In the first place appellant, defendant below, alleges that the sale was not made on the day advertised. Sale was made on April 12, 1920. In the transcript there appears, as of date March 1, 1920, a copy of a paper purporting to be the register's advertisement of a sale to be made on April 5, 1920. But the register's report of sale, date April 12, 1920, shows that it had been made on the same day, "the day advertised for the sale," and it must be presumed, in the absence of a showing to the contrary, that the register's report correctly stated the fact. The copy of the paper found in the transcript shows nothing to the contrary. It is no proper part of the record, nor was it introduced in evidence. If, however, it might be considered at all, it would only require an inference that the register had changed his mind as to the date on which the sale should be made.

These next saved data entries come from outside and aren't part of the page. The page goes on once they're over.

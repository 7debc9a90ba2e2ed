//! HTTP Search Backend
//!
//! Talks to the recipe-search service over its REST API. Route shapes follow
//! the service's per-algorithm endpoints:
//!
//! - `GET {base}/elements/` for the element catalog
//! - `GET {base}/bfs-tree/{target}?count={n}&singlePath=false`
//! - `GET {base}/dfs-tree/{target}?count={n}`
//! - `GET {base}/bidirectional/{target}?count={n}&multithreaded=true&tree=true`

use std::time::Duration;

use async_trait::async_trait;

use crate::catalog::ElementData;
use crate::sequence::Algorithm;
use crate::tree::RawSearchResult;

use super::escape_path_segment;
use super::traits::SearchBackend;

/// Default backend base URL
const DEFAULT_BASE_URL: &str = "http://localhost:8080/api";

/// HTTP client for the recipe-search service
#[derive(Clone, Debug)]
pub struct HttpSearchBackend {
    base_url: String,
    http_client: reqwest::Client,
}

impl HttpSearchBackend {
    /// Create a backend for a base URL (e.g. `http://localhost:8080/api`)
    ///
    /// # Panics
    ///
    /// Panics if the HTTP client cannot be constructed.
    pub fn new(base_url: impl Into<String>) -> Self {
        let mut base_url = base_url.into();
        while base_url.ends_with('/') {
            base_url.pop();
        }
        Self {
            base_url,
            http_client: reqwest::Client::builder()
                .timeout(Duration::from_secs(30))
                .build()
                .expect("Failed to create HTTP client"),
        }
    }

    /// Create from the `ALCHETREE_API_URL` environment variable
    #[must_use]
    pub fn from_env() -> Self {
        let base_url =
            std::env::var("ALCHETREE_API_URL").unwrap_or_else(|_| DEFAULT_BASE_URL.to_string());
        Self::new(base_url)
    }

    /// The configured base URL
    #[must_use]
    pub fn base_url(&self) -> &str {
        &self.base_url
    }

    fn catalog_url(&self) -> String {
        format!("{}/elements/", self.base_url)
    }

    fn search_url(&self, target: &str, algorithm: Algorithm, count: usize) -> String {
        let target = escape_path_segment(target);
        match algorithm {
            Algorithm::Bfs => format!(
                "{}/bfs-tree/{target}?count={count}&singlePath=false",
                self.base_url
            ),
            Algorithm::Dfs => format!("{}/dfs-tree/{target}?count={count}", self.base_url),
            Algorithm::Bidirectional => format!(
                "{}/bidirectional/{target}?count={count}&multithreaded=true&tree=true",
                self.base_url
            ),
        }
    }
}

impl Default for HttpSearchBackend {
    fn default() -> Self {
        Self::new(DEFAULT_BASE_URL)
    }
}

#[async_trait]
impl SearchBackend for HttpSearchBackend {
    fn name(&self) -> &'static str {
        "http"
    }

    async fn health_check(&self) -> bool {
        self.http_client
            .get(self.catalog_url())
            .timeout(Duration::from_secs(5))
            .send()
            .await
            .is_ok()
    }

    async fn load_catalog(&self) -> anyhow::Result<Vec<ElementData>> {
        let response = self
            .http_client
            .get(self.catalog_url())
            .send()
            .await?
            .error_for_status()?;
        let elements: Vec<ElementData> = response.json().await?;
        tracing::debug!(count = elements.len(), "catalog loaded");
        Ok(elements)
    }

    async fn run_search(
        &self,
        target: &str,
        algorithm: Algorithm,
        count: usize,
    ) -> anyhow::Result<RawSearchResult> {
        let url = self.search_url(target, algorithm, count);
        tracing::debug!(%url, "search request");
        let response = self
            .http_client
            .get(url)
            .send()
            .await?
            .error_for_status()?;
        let result: RawSearchResult = response.json().await?;
        Ok(result)
    }
}

#[cfg(test)]
mod tests {
    use super::*;

    #[test]
    fn test_search_url_per_algorithm() {
        let backend = HttpSearchBackend::new("http://localhost:8080/api/");
        assert_eq!(
            backend.search_url("Brick", Algorithm::Bfs, 3),
            "http://localhost:8080/api/bfs-tree/Brick?count=3&singlePath=false"
        );
        assert_eq!(
            backend.search_url("Brick", Algorithm::Dfs, 1),
            "http://localhost:8080/api/dfs-tree/Brick?count=1"
        );
        assert_eq!(
            backend.search_url("Brick", Algorithm::Bidirectional, 2),
            "http://localhost:8080/api/bidirectional/Brick?count=2&multithreaded=true&tree=true"
        );
    }

    #[test]
    fn test_target_escaping_in_url() {
        let backend = HttpSearchBackend::new("http://h/api");
        let url = backend.search_url("Molten Lava", Algorithm::Bfs, 1);
        assert!(url.contains("Molten%20Lava"));
    }

    #[test]
    fn test_trailing_slash_trimmed() {
        let backend = HttpSearchBackend::new("http://h/api///");
        assert_eq!(backend.base_url(), "http://h/api");
    }
}
//! Remote Reveal Stream
//!
//! Optional push channel supplying the same reveal events the local driver
//! would otherwise compute. A [`StreamConnector`] opens a channel for one
//! target + algorithm pair and hands back a plain `mpsc::Receiver` of typed
//! [`StreamMessage`]s; the playback driver owns the receiver and drops it to
//! close the channel.
//!
//! Connectors here:
//!
//! - [`ChannelConnector`]: in-process and script-driven, for headless
//!   operation; also doubles as the failure injector for fallback scenarios.
//! - `WebSocketConnector` (behind the `websocket` cargo feature): decodes
//!   JSON text frames from the backend's animation socket.

#[cfg(feature = "websocket")]
pub mod websocket;

use std::time::Duration;

use async_trait::async_trait;
use parking_lot::Mutex;
use tokio::sync::mpsc;

use crate::messages::StreamMessage;
use crate::sequence::Algorithm;

#[cfg(feature = "websocket")]
pub use websocket::WebSocketConnector;

/// Channel capacity for connector receivers
const STREAM_CHANNEL_CAPACITY: usize = 64;

/// Opens remote reveal streams
///
/// Implementations must resolve `connect` promptly or not at all; the
/// playback driver wraps the call in a bounded timeout and falls back to
/// local playback when it elapses.
#[async_trait]
pub trait StreamConnector: Send + Sync {
    /// Connector name for logs and advisories
    fn name(&self) -> &str;

    /// Open a stream for one target + algorithm pair
    ///
    /// # Errors
    ///
    /// Returns an error if the channel cannot be established; the caller
    /// treats this as a fallback trigger, never a fatal failure.
    async fn connect(
        &self,
        target: &str,
        algorithm: Algorithm,
    ) -> anyhow::Result<mpsc::Receiver<StreamMessage>>;
}

// ============================================================================
// Channel Connector
// ============================================================================

/// Behavior of a [`ChannelConnector`]
enum ChannelMode {
    /// Feed a prepared script, one message per step delay
    Scripted {
        script: Vec<StreamMessage>,
        step_delay: Duration,
    },
    /// Refuse every connection attempt immediately
    Refusing,
    /// Never resolve the connection attempt (exercises the connect timeout)
    Unresponsive,
}

/// In-process connector feeding a prepared message script
///
/// The script is replayed in order on every successful `connect`, with a
/// configurable delay between messages.
pub struct ChannelConnector {
    mode: Mutex<ChannelMode>,
}

impl ChannelConnector {
    /// A connector that replays `script` with no inter-message delay
    #[must_use]
    pub fn scripted(script: Vec<StreamMessage>) -> Self {
        Self::scripted_with_delay(script, Duration::ZERO)
    }

    /// A connector that replays `script`, pausing `step_delay` between messages
    #[must_use]
    pub fn scripted_with_delay(script: Vec<StreamMessage>, step_delay: Duration) -> Self {
        Self {
            mode: Mutex::new(ChannelMode::Scripted { script, step_delay }),
        }
    }

    /// A connector whose every connection attempt fails immediately
    #[must_use]
    pub fn refusing() -> Self {
        Self {
            mode: Mutex::new(ChannelMode::Refusing),
        }
    }

    /// A connector whose connection attempts never resolve
    #[must_use]
    pub fn unresponsive() -> Self {
        Self {
            mode: Mutex::new(ChannelMode::Unresponsive),
        }
    }

    /// Replace the script replayed by subsequent connects
    pub fn set_script(&self, script: Vec<StreamMessage>) {
        *self.mode.lock() = ChannelMode::Scripted {
            script,
            step_delay: Duration::ZERO,
        };
    }
}

#[async_trait]
impl StreamConnector for ChannelConnector {
    fn name(&self) -> &str {
        "channel"
    }

    async fn connect(
        &self,
        target: &str,
        algorithm: Algorithm,
    ) -> anyhow::Result<mpsc::Receiver<StreamMessage>> {
        // Snapshot the mode first; the lock must not be held across an await.
        enum Plan {
            Feed(Vec<StreamMessage>, Duration),
            Refuse,
            Hang,
        }
        let plan = {
            let mode = self.mode.lock();
            match &*mode {
                ChannelMode::Scripted { script, step_delay } => {
                    Plan::Feed(script.clone(), *step_delay)
                }
                ChannelMode::Refusing => Plan::Refuse,
                ChannelMode::Unresponsive => Plan::Hang,
            }
        };
        let (script, step_delay) = match plan {
            Plan::Feed(script, step_delay) => (script, step_delay),
            Plan::Refuse => anyhow::bail!("stream refused for {target} ({algorithm})"),
            Plan::Hang => {
                futures::future::pending::<()>().await;
                unreachable!("pending never resolves")
            }
        };

        let (tx, rx) = mpsc::channel(STREAM_CHANNEL_CAPACITY);
        tokio::spawn(async move {
            for message in script {
                if !step_delay.is_zero() {
                    tokio::time::sleep(step_delay).await;
                }
                if tx.send(message).await.is_err() {
                    // Receiver dropped: the run was cancelled or fell back.
                    break;
                }
            }
        });
        Ok(rx)
    }
}

#[cfg(test)]
mod tests {
    use super::*;
    use crate::messages::{StreamLink, StreamNode};
    use tokio_test::{assert_err, assert_ok};

    fn short_script() -> Vec<StreamMessage> {
        vec![
            StreamMessage::Metadata {
                algorithm: "bfs".to_string(),
                element: "Brick".to_string(),
            },
            StreamMessage::Steps { total_steps: 2 },
            StreamMessage::Node {
                node: StreamNode { name: "Brick".to_string(), image_path: None },
                is_base_node: false,
                step_index: 1,
                total_steps: 2,
            },
            StreamMessage::Link {
                link: StreamLink { source: "Brick".to_string(), target: "Mud".to_string() },
                step_index: 2,
                total_steps: 2,
            },
            StreamMessage::Complete { nodes_visited: 5 },
        ]
    }

    #[tokio::test]
    async fn test_scripted_connector_replays_in_order() {
        let connector = ChannelConnector::scripted(short_script());
        let mut rx = tokio_test::assert_ok!(connector.connect("Brick", Algorithm::Bfs).await);

        let mut received = Vec::new();
        while let Some(msg) = rx.recv().await {
            received.push(msg);
        }
        assert_eq!(received, short_script());
    }

    #[tokio::test]
    async fn test_refusing_connector_errors() {
        let connector = ChannelConnector::refusing();
        tokio_test::assert_err!(connector.connect("Brick", Algorithm::Dfs).await);
    }

    #[tokio::test]
    async fn test_unresponsive_connector_times_out() {
        let connector = ChannelConnector::unresponsive();
        let attempt = tokio::time::timeout(
            Duration::from_millis(50),
            connector.connect("Brick", Algorithm::Bfs),
        )
        .await;
        assert!(attempt.is_err(), "connect must still be pending");
    }

    #[tokio::test]
    async fn test_dropping_receiver_stops_feeder() {
        let connector =
            ChannelConnector::scripted_with_delay(short_script(), Duration::from_millis(5));
        let rx = connector.connect("Brick", Algorithm::Bfs).await.unwrap();
        drop(rx);
        // Feeder notices the closed channel on its next send and exits; give
        // it a beat so the spawned task actually runs.
        tokio::time::sleep(Duration::from_millis(20)).await;
    }
}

In the next place appellant contends, in line with exceptions noted against the report of the sale, that the property sold for an amount greatly less than its real value. Schloss-Sheffield Co. v. Borden, 201 Ala. 628, 79 So. 190. We would be disposed to accede to this contention and its proper result but for the facts now to be stated. As will appear from the report of this case referred to at the outset of this opinion, appellee had become the owner of an undivided half interest in the land in question — the interest of W. J. Wilson, appellant's husband — by the purchase of a mortgage, its foreclosure, and judicial proceedings in confirmation thereof. Appellant and her husband had made common cause against appellee's claim of interest in the land. Appellant's husband appeared at the sale, denounced the proceeding as fraudulent, informed persons present that the purchaser would take nothing by his purchase, and made demonstrations of hostility which appear to have had the effect of intimidating prospective purchasers who attended the sale with a view to bidding on the property. These facts were made known to the court at the hearing of appellant's exceptions to the report of sale; but they elicited no explanation from appellant. Considering appellant's relation to W. J. Wilson, their relations to this litigation at its several stages, and the circumstances attending the sale, but without intimating that the wife may in any case be held responsible for the wholly unauthorized and unapproved conduct of the husband, *Page 474 
we hold that at least the circumstances set forth sufficed to put upon appellant the burden of showing her lack of complicity in that conduct of her husband of which she now complains, and, of course, if, with her approval, his conduct on that occasion caused prospective bidders to stand aloof, and so prevented the property bringing a better price, she cannot now be heard to complain of the result. Helena Coal Co. v. Sibley, 132 Ala. 651,32 So. 718.
So upon the whole we feel constrained to make a decree affirming the action of the trial court.
Affirmed.
ANDERSON, C. J., and THOMAS, and MILLER, JJ., concur.